兵庫県西宮市 無料相談 示談強要で強要罪
- 2019.12.21
- コラム
弁護士法人あいち刑事事件総合法律事務所 神戸支部
弁護士法人あいち刑事事件総合法律事務所 神戸支部が解説します。
兵庫県西宮市に住む会社員のAさんは会社の飲み会で同僚とお酒を飲んだ際、同僚の一人であるVさんと日頃の仕事のやり方を巡って口論となり、Aさんの胸ぐらを掴んでVさんを床に押し倒しました。そのとき、他の同僚がAさんとVさんの間に割って入って自体は沈静化しました。しかし、AさんはVさんから示談しなければ兵庫県西宮警察署に被害届を退出する、と言われたことから、Vさんと直接示談交渉を始めました。しかし、示談交渉はうまくいかず、AさんはVさんに「はやく示談しろよ。」「こちらも迷惑なんだよね。」などというメールを送ったところ、Vさんから「示談の強要だよね?」「強要罪で西宮警察署に被害届を提出する。」などと言われてしまいました。示談や強要罪について知りたいAさんは、刑事専門の弁護士に無料法律相談を申し込みました。
(フィクションです。)
~ 示談とは ~
「示談」とは、裁判外(話し合い)で、紛争の当事者同士の合意によって事件を解決することをいいます。広い意味で和解といいます。
示談を成立させると、当事者は合意した内容に法的に拘束されます。
つまり、たとえば「AさんがBさんに金10万円を払え。」という内容の合意をした場合は、AさんはBさんに10万円を支払う義務が生じます。そして、仮にAさんがBさんに10万円を支払わなかった場合は、Aさんはこの示談書を基に財産を強制的に差押えられるなどの強制執行を受ける可能性もあるのです。
他方で、上記内容は、「AさんがBさんから合意した金額以上の額を請求されることはない。」という意味も含まれています。
なお、暴行罪の示談金は5万円から20万円が相場で、10万円前後に落ち着くことが多いのではないかと思われます。
~ 示談交渉は弁護士を入れなくてもできる? ~
示談は、紛争当事者話し合いによって解決するものですから、示談交渉は紛争の当事者同士(加害者、被害者)で進めていくことも可能です。

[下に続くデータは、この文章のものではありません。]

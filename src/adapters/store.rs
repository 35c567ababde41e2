use crate::domain::model::{InventoryRecord, RecordId};
use crate::domain::ports::RecordStore;
use crate::utils::error::{ImportError, Result};
use async_trait::async_trait;
use std::fs::{self, OpenOptions};
use std::io::Write;
use std::path::{Path, PathBuf};
use tokio::sync::Mutex;

/// File-backed record store: one JSON line per record, appended in order.
/// Record ids are 1-based line numbers, so they are stable across restarts.
#[derive(Debug)]
pub struct JsonlStore {
    path: PathBuf,
    write_lock: Mutex<()>,
}

impl JsonlStore {
    pub fn new(path: impl Into<PathBuf>) -> Self {
        Self {
            path: path.into(),
            write_lock: Mutex::new(()),
        }
    }

    pub fn path(&self) -> &Path {
        &self.path
    }

    fn count_existing(&self) -> Result<usize> {
        if !self.path.exists() {
            return Ok(0);
        }
        let content = fs::read_to_string(&self.path)?;
        Ok(content.lines().filter(|l| !l.trim().is_empty()).count())
    }

    /// Reads all persisted records back, in creation order.
    pub fn load_all(&self) -> Result<Vec<InventoryRecord>> {
        if !self.path.exists() {
            return Ok(Vec::new());
        }
        let content = fs::read_to_string(&self.path)?;
        let mut records = Vec::new();
        for line in content.lines().filter(|l| !l.trim().is_empty()) {
            let record = serde_json::from_str(line).map_err(|e| ImportError::StorageError {
                message: format!("Corrupt record line in {}: {}", self.path.display(), e),
            })?;
            records.push(record);
        }
        Ok(records)
    }
}

#[async_trait]
impl RecordStore for JsonlStore {
    async fn create(&self, record: InventoryRecord) -> Result<RecordId> {
        let _guard = self.write_lock.lock().await;

        if let Some(parent) = self.path.parent() {
            if !parent.as_os_str().is_empty() {
                fs::create_dir_all(parent)?;
            }
        }

        let id = self.count_existing()? as RecordId + 1;
        let line = serde_json::to_string(&record)?;

        let mut file = OpenOptions::new()
            .create(true)
            .append(true)
            .open(&self.path)?;
        writeln!(file, "{}", line)?;

        Ok(id)
    }
}
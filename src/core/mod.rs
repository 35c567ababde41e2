pub mod importer;
pub mod mapping;

pub use crate::domain::model::{InventoryRecord, RecordId, SeriesStats};
pub use crate::domain::ports::RecordStore;
pub use crate::utils::error::Result;
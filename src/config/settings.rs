use crate::utils::error::{ImportError, Result};
use serde::{Deserialize, Serialize};
use std::path::Path;

/// Optional TOML settings file. Everything in it is optional; CLI flags take
/// precedence over file values, and built-in defaults fill the rest.
#[derive(Debug, Clone, Default, Serialize, Deserialize)]
pub struct Settings {
    pub source: Option<SourceSettings>,
    pub store: Option<StoreSettings>,
}

#[derive(Debug, Clone, Default, Serialize, Deserialize)]
pub struct SourceSettings {
    pub timeout_seconds: Option<u64>,
}

#[derive(Debug, Clone, Default, Serialize, Deserialize)]
pub struct StoreSettings {
    pub path: Option<String>,
}

impl Settings {
    pub fn from_file<P: AsRef<Path>>(path: P) -> Result<Self> {
        let content = std::fs::read_to_string(&path)?;
        Self::from_toml_str(&content)
    }

    pub fn from_toml_str(content: &str) -> Result<Self> {
        let processed = substitute_env_vars(content);
        toml::from_str(&processed)
            .map_err(|e| ImportError::config("settings", format!("TOML parsing error: {}", e)))
    }

    pub fn timeout_seconds(&self) -> Option<u64> {
        self.source.as_ref().and_then(|s| s.timeout_seconds)
    }

    pub fn store_path(&self) -> Option<&str> {
        self.store.as_ref().and_then(|s| s.path.as_deref())
    }
}

/// Replaces `${VAR_NAME}` placeholders with environment values. Unset
/// variables are left as-is so the error surfaces where the value is used.
fn substitute_env_vars(content: &str) -> String {
    use regex::Regex;
    let re = Regex::new(r"\$\{([^}]+)\}").unwrap();

    re.replace_all(content, |caps: &regex::Captures| {
        let var_name = &caps[1];
        std::env::var(var_name).unwrap_or_else(|_| format!("${{{}}}", var_name))
    })
    .to_string()
}
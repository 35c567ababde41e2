use thiserror::Error;

#[derive(Error, Debug)]
pub enum ImportError {
    #[error("Validation error: {message}")]
    ValidationError { message: String },

    #[error("Import request failed with HTTP status {status}")]
    HttpError { status: u16 },

    #[error("Response body is not valid JSON: {message}")]
    ParseError { message: String },

    #[error("Network error: {0}")]
    TransportError(#[from] reqwest::Error),

    #[error("Serialization error: {0}")]
    SerializationError(#[from] serde_json::Error),

    #[error("IO error: {0}")]
    IoError(#[from] std::io::Error),

    #[error("Storage error: {message}")]
    StorageError { message: String },

    #[error("Configuration error in '{field}': {reason}")]
    ConfigError { field: String, reason: String },
}

impl ImportError {
    pub fn validation(message: impl Into<String>) -> Self {
        ImportError::ValidationError {
            message: message.into(),
        }
    }

    pub fn config(field: impl Into<String>, reason: impl Into<String>) -> Self {
        ImportError::ConfigError {
            field: field.into(),
            reason: reason.into(),
        }
    }
}

pub type Result<T> = std::result::Result<T, ImportError>;
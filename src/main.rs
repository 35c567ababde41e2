use clap::Parser;
use inv_import::utils::logger;
use inv_import::{CliConfig, ImportError, Importer, JsonlStore};

#[tokio::main]
async fn main() {
    let cli = CliConfig::parse();

    logger::init_cli_logger(cli.verbose);

    tracing::info!("Starting inv-import");
    if cli.verbose {
        tracing::debug!("CLI config: {:?}", cli);
    }

    let config = match cli.resolve() {
        Ok(config) => config,
        Err(e) => {
            tracing::error!("Configuration validation failed: {}", e);
            eprintln!("❌ {}", e);
            std::process::exit(2);
        }
    };

    let store = JsonlStore::new(&config.store_path);
    let result = match Importer::with_timeout(store, config.timeout) {
        Ok(importer) => importer.import_from_url(&config.import_url).await,
        Err(e) => Err(e),
    };

    match result {
        Ok(record_id) => {
            tracing::info!("Import completed, record id {}", record_id);
            println!("✅ Imported record {} into {}", record_id, config.store_path);
        }
        Err(e) => {
            tracing::error!("Import failed: {}", e);
            eprintln!("❌ {}", e);

            let exit_code = match e {
                ImportError::ValidationError { .. } | ImportError::ConfigError { .. } => 2,
                _ => 1,
            };
            std::process::exit(exit_code);
        }
    }
}
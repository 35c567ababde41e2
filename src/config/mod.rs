pub mod settings;

use crate::core::importer::DEFAULT_TIMEOUT_SECS;
use crate::utils::error::Result;
use crate::utils::validation;
use clap::Parser;
use settings::Settings;
use std::time::Duration;

#[derive(Debug, Clone, Parser)]
#[command(name = "inv-import")]
#[command(about = "Import an inventory JSON document from a URL into the record store")]
pub struct CliConfig {
    /// URL of the inventory JSON document to import
    pub import_url: String,

    /// Where the record store file lives
    #[arg(long)]
    pub store_path: Option<String>,

    /// HTTP timeout for the fetch, in seconds
    #[arg(long)]
    pub timeout_secs: Option<u64>,

    /// Optional TOML settings file
    #[arg(long)]
    pub config: Option<String>,

    #[arg(long, help = "Enable verbose output")]
    pub verbose: bool,
}

/// Effective configuration after merging CLI flags over the settings file.
#[derive(Debug, Clone)]
pub struct ImportConfig {
    pub import_url: String,
    pub store_path: String,
    pub timeout: Duration,
}

impl CliConfig {
    pub fn resolve(&self) -> Result<ImportConfig> {
        let settings = match &self.config {
            Some(path) => Settings::from_file(path)?,
            None => Settings::default(),
        };

        let store_path = self
            .store_path
            .clone()
            .or_else(|| settings.store_path().map(str::to_string))
            .unwrap_or_else(|| "./records.jsonl".to_string());

        let timeout_secs = self
            .timeout_secs
            .or_else(|| settings.timeout_seconds())
            .unwrap_or(DEFAULT_TIMEOUT_SECS);

        validation::validate_url("import_url", &self.import_url)?;
        validation::validate_path("store_path", &store_path)?;

        Ok(ImportConfig {
            import_url: self.import_url.clone(),
            store_path,
            timeout: Duration::from_secs(timeout_secs),
        })
    }
}
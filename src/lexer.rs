use crate::ast::tokens::{Token, TokenKind, is_type_keyword};

/// Lexer for Facet source text.
///
/// Tokenization never fails: characters the lexer does not recognize
/// become [`TokenKind::Symbol`] tokens so the parser can report a
/// contextual error with a position instead of the lexer guessing.
pub struct Lexer {
    input: Vec<char>,
    position: usize,
    line: u32,
    col: u32,
    /// Nesting depth across all bracket kinds, for comment detection.
    depth: usize,
    /// True until the first non-whitespace character of the current line.
    at_line_start: bool,
    /// Kind of the last significant (non-newline) token produced.
    prev: Option<TokenKind>,
}

/// Tokenize a whole document.
///
/// Consecutive newlines collapse to a single [`TokenKind::Newline`], no
/// trailing newline token is emitted, and the stream always ends with
/// exactly one [`TokenKind::Eof`].
pub fn tokenize(text: &str) -> Vec<Token> {
    let mut lexer = Lexer::new(text);
    let mut tokens: Vec<Token> = Vec::new();

    loop {
        let token = lexer.next_token();
        match token.kind {
            TokenKind::Newline => {
                if !matches!(tokens.last().map(|t| &t.kind), Some(TokenKind::Newline) | None) {
                    tokens.push(token);
                }
            }
            TokenKind::Eof => {
                if matches!(tokens.last().map(|t| &t.kind), Some(TokenKind::Newline)) {
                    tokens.pop();
                }
                tokens.push(token);
                return tokens;
            }
            _ => tokens.push(token),
        }
    }
}

impl Lexer {
    pub fn new(input: &str) -> Self {
        Lexer {
            input: input.chars().collect(),
            position: 0,
            line: 1,
            col: 1,
            depth: 0,
            at_line_start: true,
            prev: None,
        }
    }

    fn current_char(&self) -> Option<char> {
        self.input.get(self.position).copied()
    }

    fn peek_char(&self, offset: usize) -> Option<char> {
        self.input.get(self.position + offset).copied()
    }

    fn advance(&mut self) {
        if self.current_char() == Some('\n') {
            self.line += 1;
            self.col = 1;
        } else {
            self.col += 1;
        }
        self.position += 1;
    }

    fn skip_inline_whitespace(&mut self) {
        while let Some(ch) = self.current_char() {
            if ch.is_whitespace() && ch != '\n' {
                self.advance();
            } else {
                break;
            }
        }
    }

    fn skip_comment(&mut self) {
        while let Some(ch) = self.current_char() {
            if ch == '\n' {
                break;
            }
            self.advance();
        }
    }

    /// Identifiers may contain digits and underscores anywhere; this is
    /// also the path a numeral-then-letters form (`2fa`) takes.
    fn read_word(&mut self) -> String {
        let mut result = String::new();
        while let Some(ch) = self.current_char() {
            if ch.is_alphanumeric() || ch == '_' {
                result.push(ch);
                self.advance();
            } else {
                break;
            }
        }
        result
    }

    fn read_string(&mut self, quote: char) -> String {
        let mut result = String::new();
        self.advance(); // consume opening quote

        while let Some(ch) = self.current_char() {
            match ch {
                c if c == quote => {
                    self.advance();
                    return result;
                }
                // An unterminated string ends at the line break; the
                // parser reports the structural problem.
                '\n' => return result,
                '\\' => {
                    self.advance();
                    match self.current_char() {
                        Some('n') => result.push('\n'),
                        Some('t') => result.push('\t'),
                        Some('r') => result.push('\r'),
                        Some('"') => result.push('"'),
                        Some('\'') => result.push('\''),
                        Some('\\') => result.push('\\'),
                        Some(other) => {
                            result.push('\\');
                            result.push(other);
                        }
                        None => return result,
                    }
                    self.advance();
                }
                _ => {
                    result.push(ch);
                    self.advance();
                }
            }
        }
        result
    }

    /// Reads a numeral. A numeral directly followed by letters or an
    /// underscore is one identifier, not a number plus a suffix.
    fn read_number_or_ident(&mut self) -> TokenKind {
        let mut text = String::new();
        let mut is_word = false;

        while let Some(ch) = self.current_char() {
            if ch.is_ascii_digit() {
                text.push(ch);
                self.advance();
            } else if ch == '.'
                && !is_word
                && !text.contains('.')
                && self.peek_char(1).is_some_and(|c| c.is_ascii_digit())
            {
                text.push(ch);
                self.advance();
            } else if ch.is_alphabetic() || ch == '_' {
                is_word = true;
                text.push(ch);
                self.advance();
            } else {
                break;
            }
        }

        if is_word {
            TokenKind::Ident(text)
        } else {
            TokenKind::Num(text)
        }
    }

    /// A `#` after a colon followed by a 3- or 6-digit hex run is a
    /// color value, not a ref expression.
    fn try_read_color(&mut self) -> Option<String> {
        if !matches!(self.prev, Some(TokenKind::Op(':'))) {
            return None;
        }

        let mut run = 0;
        while self
            .peek_char(1 + run)
            .is_some_and(|c| c.is_ascii_hexdigit())
        {
            run += 1;
        }
        if run != 3 && run != 6 {
            return None;
        }
        // A longer word (`#3b82f6ff` or `#deadline`) is not a color.
        if self
            .peek_char(1 + run)
            .is_some_and(|c| c.is_alphanumeric() || c == '_')
        {
            return None;
        }

        let mut color = String::from("#");
        self.advance(); // consume '#'
        for _ in 0..run {
            if let Some(ch) = self.current_char() {
                color.push(ch);
            }
            self.advance();
        }
        Some(color)
    }

    pub fn next_token(&mut self) -> Token {
        self.skip_inline_whitespace();

        // Comments: '#' at the first non-whitespace column of a line,
        // outside any bracket context. Inside expressions the same
        // character is the ref operator.
        if self.at_line_start && self.depth == 0 && self.current_char() == Some('#') {
            self.skip_comment();
        }

        let line = self.line;
        let col = self.col;
        let kind = self.next_kind();

        match &kind {
            TokenKind::Newline => self.at_line_start = true,
            TokenKind::Eof => {}
            other => {
                self.at_line_start = false;
                self.prev = Some(other.clone());
            }
        }

        Token::new(kind, line, col)
    }

    fn next_kind(&mut self) -> TokenKind {
        match self.current_char() {
            None => TokenKind::Eof,
            Some('\n') => {
                self.advance();
                TokenKind::Newline
            }
            Some('@') => {
                self.advance();
                let word = self.read_word();
                TokenKind::AtKeyword(word)
            }
            Some('#') => {
                if let Some(color) = self.try_read_color() {
                    TokenKind::Str(color)
                } else {
                    self.advance();
                    TokenKind::Hash
                }
            }
            Some('"') => TokenKind::Str(self.read_string('"')),
            Some('\'') => TokenKind::Str(self.read_string('\'')),
            Some('{') => {
                self.depth += 1;
                self.advance();
                TokenKind::LBrace
            }
            Some('}') => {
                self.depth = self.depth.saturating_sub(1);
                self.advance();
                TokenKind::RBrace
            }
            Some('(') => {
                self.depth += 1;
                self.advance();
                TokenKind::LParen
            }
            Some(')') => {
                self.depth = self.depth.saturating_sub(1);
                self.advance();
                TokenKind::RParen
            }
            Some('[') => {
                self.depth += 1;
                self.advance();
                TokenKind::LBracket
            }
            Some(']') => {
                self.depth = self.depth.saturating_sub(1);
                self.advance();
                TokenKind::RBracket
            }
            Some(
                ch @ ('+' | '>' | '|' | ':' | '.' | '!' | '*' | '?' | '$' | '~' | '^' | '/' | ','
                | '-' | '='),
            ) => {
                self.advance();
                TokenKind::Op(ch)
            }
            Some(ch) if ch.is_alphabetic() || ch == '_' => {
                let word = self.read_word();
                match word.as_str() {
                    "true" => TokenKind::Bool(true),
                    "false" => TokenKind::Bool(false),
                    w if is_type_keyword(w) => TokenKind::TypeKeyword(word),
                    _ => TokenKind::Ident(word),
                }
            }
            Some(ch) if ch.is_ascii_digit() => self.read_number_or_ident(),
            Some(ch) => {
                self.advance();
                TokenKind::Symbol(ch)
            }
        }
    }
}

しかし、法律の素人である当事者同士では、そもそも感情の縺れなどから示談交渉を進展させることが難しいでしょうし、仮に進展させることができたとしても、有効に示談が成立したかどうかも不明な場合もあります。これではのちのちのトラブルにも発展しかねません。
示談交渉を円滑、適切に進めていくためには弁護士の力を借りた方が無難でしょう。
~ Aさんは強要罪に問われる? ~
AさんはBさんから強要罪で警察に被害届を出す、と言われています。
Aさんは強要罪に問われることはあるのでしょうか?
強要罪は刑法223条に規定されています。
刑法223条1項
生命、身体、自由、名誉若しくは財産に対し害を加える旨を告知して脅迫し、又は暴行を用いて、人に義務のないことを行わせ、又は権利を妨害した者は、3年以下の懲役に処する。
先ほどもご説明したとおり、示談は紛争当事者の話し合い、合意の上で成立するものです。
したがって、Bさんに示談に応じる義務は何らありませんから、これを強要した場合は「人に義務のないことを行わせた」ことに当たるでしょう。
しかし、強要罪は脅迫、暴行を手段とする犯罪です。
脅迫にあっては「生命、身体、自由、名誉若しくは財産に対し害を加える旨を告知」をしなければなりません。
この点、AさんはBさんに「はやく示談しろよ。」「こちらも迷惑なんだよね。」とは言っていますが、これからだけでは「生命、身体、自由、名誉若しくは財産に対し害を加える旨を告知」したかどうかは不明です。
したがって、Aさんが強要罪に問われる可能性は低いと思われます。
しかし、「生命、身体、自由、名誉若しくは財産に対し害を加える旨を告知」するはっきりとした文言がなくても、メールの前後関係からそうだととらえられても仕方のないやり取りがある場合は、やはり「生命、身体、自由、名誉若しくは財産に対し害を加える旨を告知」したことに当たる場合もあります。
強要罪に当たるかどうか不安な方もまずは弁護士に相談しましょう。